Results of the initial phase of the portable organ care system (OCS™) liver protect pivotal trial

Document Type

Conference Proceeding

Publication Date


Publication Title

Am J Transplant


Purpose The OCS Liver PROTECT Trial is a prospective, international, randomized controlled trial to evaluate the impact of using portable ex-vivo warm, oxygenated blood perfusion using OCS Liver System on short and long-term clinical outcomes in liver transplantation as compared to standard cold ischemic storage. Methods OCS Liver PROTEC Trial compares preservation of donor livers using OCS-Liver perfusion system (OCS) to cold flush and storage (Control). A total of 300 liver transplant recipients will be randomized into the trial. Donor inclusion criteria: Age ≥40 years old; or total cross clamp time ≥6 hours; or DCD ≤55 years old; or ≤40% macrosteatosis. Donor exclusions: Living or split donors; or severe liver injury. Recipient inclusion criteria: age ≥ 18 years; registered male or female primary liver transplant candidate; signed written informed consent for the trial. Recipient exclusions: acute, fulminant liver failure; prior transplants; multi-organ transplant; ventilator dependence at time of transplantation.
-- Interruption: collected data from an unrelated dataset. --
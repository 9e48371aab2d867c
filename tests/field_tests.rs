//! Integration tests for field resolution: nested resources, collections,
//! polymorphic relations, conversions, derived values and caching.

mod harness;

use harness::*;
use serde_json::{Value, json};
use sileo::core::error::ConfigError;
use sileo::prelude::*;
use sileo::server::RegistryBuilder;
use sileo::server::view::run_api_method;
use std::time::Duration;

fn flat_sample() -> ResourceDefinition {
    ResourceDefinition::new("FlatSampleResource", QuerySet::all("sample"))
        .with_fields(["id", "title"])
        .with_allowed_methods([Method::GetPk])
}

/// Register `definition` as `test/probe` next to the base resources
fn register_probe(builder: &mut RegistryBuilder, definition: ResourceDefinition) {
    register_base(builder);
    builder
        .register("test", "flat_sample", flat_sample().into_arc(), Some("v1"))
        .unwrap()
        .register("test", "probe", definition.with_allowed_methods([Method::GetPk]).into_arc(), Some("v1"))
        .unwrap();
}

async fn get(fixture: &Fixture, pk: i64) -> Value {
    let mut probe = fixture.resource("test", "probe", RequestContext::for_user(7));
    probe.dispatch(MethodCall::GetPk { pk }).await.unwrap().data
}

mod nested_tests {
    use super::*;

    #[tokio::test]
    async fn test_nested_through_direct_reference() {
        let fixture = Fixture::new(|b| {
            register_probe(
                b,
                ResourceDefinition::new("ProbeResource", QuerySet::all("sample"))
                    .with_fields(["id"])
                    .with_fields([FieldDescriptor::nested(
                        "owner",
                        ResourceRef::direct(user_resource().into_arc()),
                    )]),
            )
        });

        assert_eq!(
            get(&fixture, 3).await,
            json!({"id": 3, "owner": {"id": 2, "username": "bob"}})
        );
    }

    #[tokio::test]
    async fn test_nested_missing_row_is_null() {
        let fixture = Fixture::new(|b| {
            register_probe(
                b,
                ResourceDefinition::new("ProbeResource", QuerySet::all("sample"))
                    .with_fields(["id"])
                    .with_fields([FieldDescriptor::nested("owner", ("test", "user"))]),
            )
        });
        fixture
            .store
            .put(Record::new("sample", 4).with("title", "orphan"))
            .unwrap();

        assert_eq!(get(&fixture, 4).await, json!({"id": 4, "owner": null}));
    }

    #[tokio::test]
    async fn test_missing_attribute_is_null() {
        let fixture = Fixture::new(|b| {
            register_probe(
                b,
                ResourceDefinition::new("ProbeResource", QuerySet::all("sample"))
                    .with_fields(["id", "target_type"]),
            )
        });

        assert_eq!(get(&fixture, 3).await, json!({"id": 3, "target_type": null}));
    }

    #[tokio::test]
    async fn test_unregistered_version_is_not_found() {
        let fixture = Fixture::new(|b| {
            register_probe(
                b,
                ResourceDefinition::new("ProbeResource", QuerySet::all("sample"))
                    .with_fields([FieldDescriptor::nested("owner", ("test", "user", "v2"))]),
            )
        });
        let mut probe = fixture.resource("test", "probe", RequestContext::anonymous());

        let envelope = run_api_method(&mut probe, MethodCall::GetPk { pk: 1 })
            .await
            .unwrap();
        assert_eq!(envelope.status_code, 404);
        assert_eq!(envelope.data["code"], "object_not_found");
    }
}

mod collection_tests {
    use super::*;

    #[tokio::test]
    async fn test_manager_collection() {
        let fixture = Fixture::new(|b| {
            register_probe(
                b,
                ResourceDefinition::new("ProbeResource", QuerySet::all("user"))
                    .with_fields(["username"])
                    .with_fields([FieldDescriptor::manager("samples", ("test", "flat_sample"))]),
            )
        });

        assert_eq!(
            get(&fixture, 1).await,
            json!({
                "username": "alice",
                "samples": [{"id": 1, "title": "first"}, {"id": 2, "title": "second"}],
            })
        );
        assert_eq!(fixture.counting.related_loads("samples"), 1);
    }

    #[tokio::test]
    async fn test_query_set_collection() {
        let fixture = Fixture::new(|b| {
            register_probe(
                b,
                ResourceDefinition::new("ProbeResource", QuerySet::all("sample"))
                    .with_fields(["id"])
                    .with_fields([FieldDescriptor::query_set("notes", ("test", "note"))]),
            )
        });

        assert_eq!(
            get(&fixture, 1).await,
            json!({"id": 1, "notes": [{"id": 1, "text": "n1"}, {"id": 2, "text": "n2"}]})
        );
        assert_eq!(get(&fixture, 3).await, json!({"id": 3, "notes": []}));
    }
}

mod polymorphic_tests {
    use super::*;

    fn fixture() -> Fixture {
        Fixture::new(|b| {
            register_probe(
                b,
                ResourceDefinition::new("ProbeResource", QuerySet::all("sample"))
                    .with_fields(["id"])
                    .with_fields([FieldDescriptor::polymorphic(
                        "target",
                        [("user", ("test", "user"))],
                    )]),
            )
        })
    }

    #[tokio::test]
    async fn test_mapped_model_resolves() {
        let fixture = fixture();
        assert_eq!(
            get(&fixture, 1).await,
            json!({"id": 1, "target": {"id": 2, "username": "bob"}})
        );
    }

    #[tokio::test]
    async fn test_unmapped_model_is_null() {
        let fixture = fixture();
        assert_eq!(get(&fixture, 2).await, json!({"id": 2, "target": null}));
    }

    #[tokio::test]
    async fn test_absent_relation_is_null() {
        let fixture = fixture();
        assert_eq!(get(&fixture, 3).await, json!({"id": 3, "target": null}));
    }
}

mod derived_tests {
    use super::*;

    #[tokio::test]
    async fn test_convert() {
        let fixture = Fixture::new(|b| {
            register_probe(
                b,
                ResourceDefinition::new("ProbeResource", QuerySet::all("sample"))
                    .with_fields(["id"])
                    .with_fields([
                        FieldDescriptor::convert("value", Converter::float()),
                        FieldDescriptor::convert("owner_id", Converter::string()),
                    ]),
            )
        });

        assert_eq!(
            get(&fixture, 1).await,
            json!({"id": 1, "value": 1.5, "owner_id": "1"})
        );
    }

    #[tokio::test]
    async fn test_method_fields() {
        let fixture = Fixture::new(|b| {
            register_probe(
                b,
                ResourceDefinition::new("ProbeResource", QuerySet::all("sample"))
                    .with_fields(["id"])
                    .with_fields([
                        FieldDescriptor::method("label"),
                        FieldDescriptor::method_named("viewer", "current_user"),
                    ])
                    .with_method("get_label", |resource, property, record, _| {
                        json!(format!(
                            "{}:{}:{}",
                            resource.name(),
                            property,
                            record.attribute("title").and_then(|t| t.as_str().map(str::to_string)).unwrap_or_default()
                        ))
                    })
                    .with_method("current_user", |_, _, _, context| {
                        json!(context.auth.user_id())
                    }),
            )
        });

        assert_eq!(
            get(&fixture, 2).await,
            json!({"id": 2, "label": "ProbeResource:label:second", "viewer": 7})
        );
    }

    #[tokio::test]
    async fn test_missing_method_is_a_fault() {
        let fixture = Fixture::new(|b| {
            register_probe(
                b,
                ResourceDefinition::new("ProbeResource", QuerySet::all("sample"))
                    .with_fields([FieldDescriptor::method("total")]),
            )
        });
        let mut probe = fixture.resource("test", "probe", RequestContext::anonymous());

        let err = run_api_method(&mut probe, MethodCall::GetPk { pk: 1 })
            .await
            .unwrap_err();
        assert!(matches!(
            err,
            SileoError::Config(ConfigError::MissingMethod { ref method, .. }) if method == "get_total"
        ));
        assert_eq!(err.status_code().as_u16(), 500);
    }
}

mod cache_tests {
    use super::*;

    fn cached_user() -> ResourceDefinition {
        ResourceDefinition::new("CachedUserResource", QuerySet::all("user"))
            .with_fields(["id", "username"])
            .with_cache(None)
    }

    fn cached_fk_fixture() -> Fixture {
        Fixture::new(|b| {
            b.register("test", "cached_user", cached_user().into_arc(), Some("v1"))
                .unwrap();
            register_probe(
                b,
                ResourceDefinition::new("ProbeResource", QuerySet::all("sample"))
                    .with_fields(["id"])
                    .with_fields([FieldDescriptor::cached_fk("owner", ("test", "cached_user"))]),
            )
        })
    }

    #[tokio::test]
    async fn test_cached_fk_loads_once() {
        let fixture = cached_fk_fixture();

        assert_eq!(
            get(&fixture, 1).await,
            json!({"id": 1, "owner": {"id": 1, "username": "alice"}})
        );
        assert_eq!(fixture.counting.related_loads("owner"), 1);
        assert!(fixture.cache.get("CachedUserResource_1").await.unwrap().is_some());

        assert_eq!(
            get(&fixture, 2).await,
            json!({"id": 2, "owner": {"id": 1, "username": "alice"}})
        );
        assert_eq!(fixture.counting.related_loads("owner"), 1);
    }

    #[tokio::test]
    async fn test_cached_fk_serves_cache_verbatim() {
        let fixture = cached_fk_fixture();
        fixture
            .cache
            .set(
                "CachedUserResource_2",
                json!({"id": 2, "username": "from-cache"}),
                Duration::from_secs(60),
            )
            .await
            .unwrap();

        assert_eq!(
            get(&fixture, 3).await,
            json!({"id": 3, "owner": {"id": 2, "username": "from-cache"}})
        );
        assert_eq!(fixture.counting.related_loads("owner"), 0);
    }

    #[tokio::test]
    async fn test_cached_fk_accepts_string_id() {
        let fixture = cached_fk_fixture();
        fixture
            .store
            .put(Record::new("sample", 4).with("owner_id", "2"))
            .unwrap();
        fixture
            .store
            .put(Record::new("sample", 5).with("owner_id", " 2 "))
            .unwrap();

        assert_eq!(
            get(&fixture, 4).await,
            json!({"id": 4, "owner": {"id": 2, "username": "bob"}})
        );
        assert_eq!(fixture.counting.related_loads("owner"), 1);

        assert_eq!(
            get(&fixture, 5).await,
            json!({"id": 5, "owner": {"id": 2, "username": "bob"}})
        );
        assert_eq!(fixture.counting.related_loads("owner"), 1);
    }

    #[tokio::test]
    async fn test_cached_fk_without_key_is_null() {
        let fixture = cached_fk_fixture();
        fixture.store.put(Record::new("sample", 4)).unwrap();

        assert_eq!(get(&fixture, 4).await, json!({"id": 4, "owner": null}));
        assert_eq!(fixture.counting.related_loads("owner"), 0);
    }

    #[tokio::test]
    async fn test_cached_payload_until_no_cache() {
        let fixture = Fixture::new(|b| register_sample(b, sample_resource().with_cache(Some("sample"))));
        let mut samples = fixture.sample(RequestContext::anonymous());

        let first = samples.dispatch(MethodCall::GetPk { pk: 1 }).await.unwrap();
        assert_eq!(first.data["title"], "first");
        assert!(fixture.cache.get("sample_1").await.unwrap().is_some());

        let changed = fixture.row("sample", 1).with("title", "changed");
        fixture.store.put(changed.clone()).unwrap();

        let cached = samples.dispatch(MethodCall::GetPk { pk: 1 }).await.unwrap();
        assert_eq!(cached.data["title"], "first");

        let fresh = samples.resolve_fields(&changed, true).await.unwrap();
        assert_eq!(fresh["title"], "changed");
    }

    #[tokio::test]
    async fn test_cache_timeout_expires_payload() {
        let fixture = Fixture::new(|b| {
            register_sample(
                b,
                sample_resource()
                    .with_cache(None)
                    .with_cache_timeout(Duration::from_millis(50)),
            )
        });
        let mut samples = fixture.sample(RequestContext::anonymous());
        samples.dispatch(MethodCall::GetPk { pk: 1 }).await.unwrap();

        fixture
            .store
            .put(fixture.row("sample", 1).with("title", "changed"))
            .unwrap();
        tokio::time::sleep(Duration::from_millis(100)).await;

        let envelope = samples.dispatch(MethodCall::GetPk { pk: 1 }).await.unwrap();
        assert_eq!(envelope.data["title"], "changed");
    }

    #[tokio::test]
    async fn test_partial_cache_recomputes_listed_fields() {
        let fixture = Fixture::new(|b| {
            register_sample(b, sample_resource().with_stage(PartialCache::new(["title"])))
        });
        let mut samples = fixture.sample(RequestContext::anonymous());
        samples.dispatch(MethodCall::GetPk { pk: 1 }).await.unwrap();
        assert!(fixture.cache.get("SampleResource_1").await.unwrap().is_some());

        fixture
            .store
            .put(
                fixture
                    .row("sample", 1)
                    .with("title", "changed")
                    .with("value", "7.00"),
            )
            .unwrap();

        let envelope = samples.dispatch(MethodCall::GetPk { pk: 1 }).await.unwrap();
        assert_eq!(envelope.data["title"], "changed");
        assert_eq!(envelope.data["value"], "1.50");
    }
}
Short-Term primary endpoints are incidence of EAD within 7 days post-transplant, patient survival at day 30 and within initial hospital admission. Safety will be assessed by rate of liver graft related (LGR) SAEs within the initial 30 days post-transplant. Long-term endpoints: patient survival at 1 and 2 years. Results We are reporting the results of the initial 20 randomized patients in the PROTECT trial (OCS= 8 and Control= 12). Incidence of EAD was 1/8 patients (12.5%) in OCS vs 5/12 (41.7%) in Control. All patients survived to day 30. There was no LGR SAEs in the OCS vs 1 LGR SAE in Control. Liver biopsy assessment demonstrated lower IR injury markers and LSEC loss in the OCS arm compared to Control. Conclusion The initial experience with the OCS Liver in clinical transplantation demonstrated safety and encouraging early clinical outcomes. The trial is currently expanding enrollment.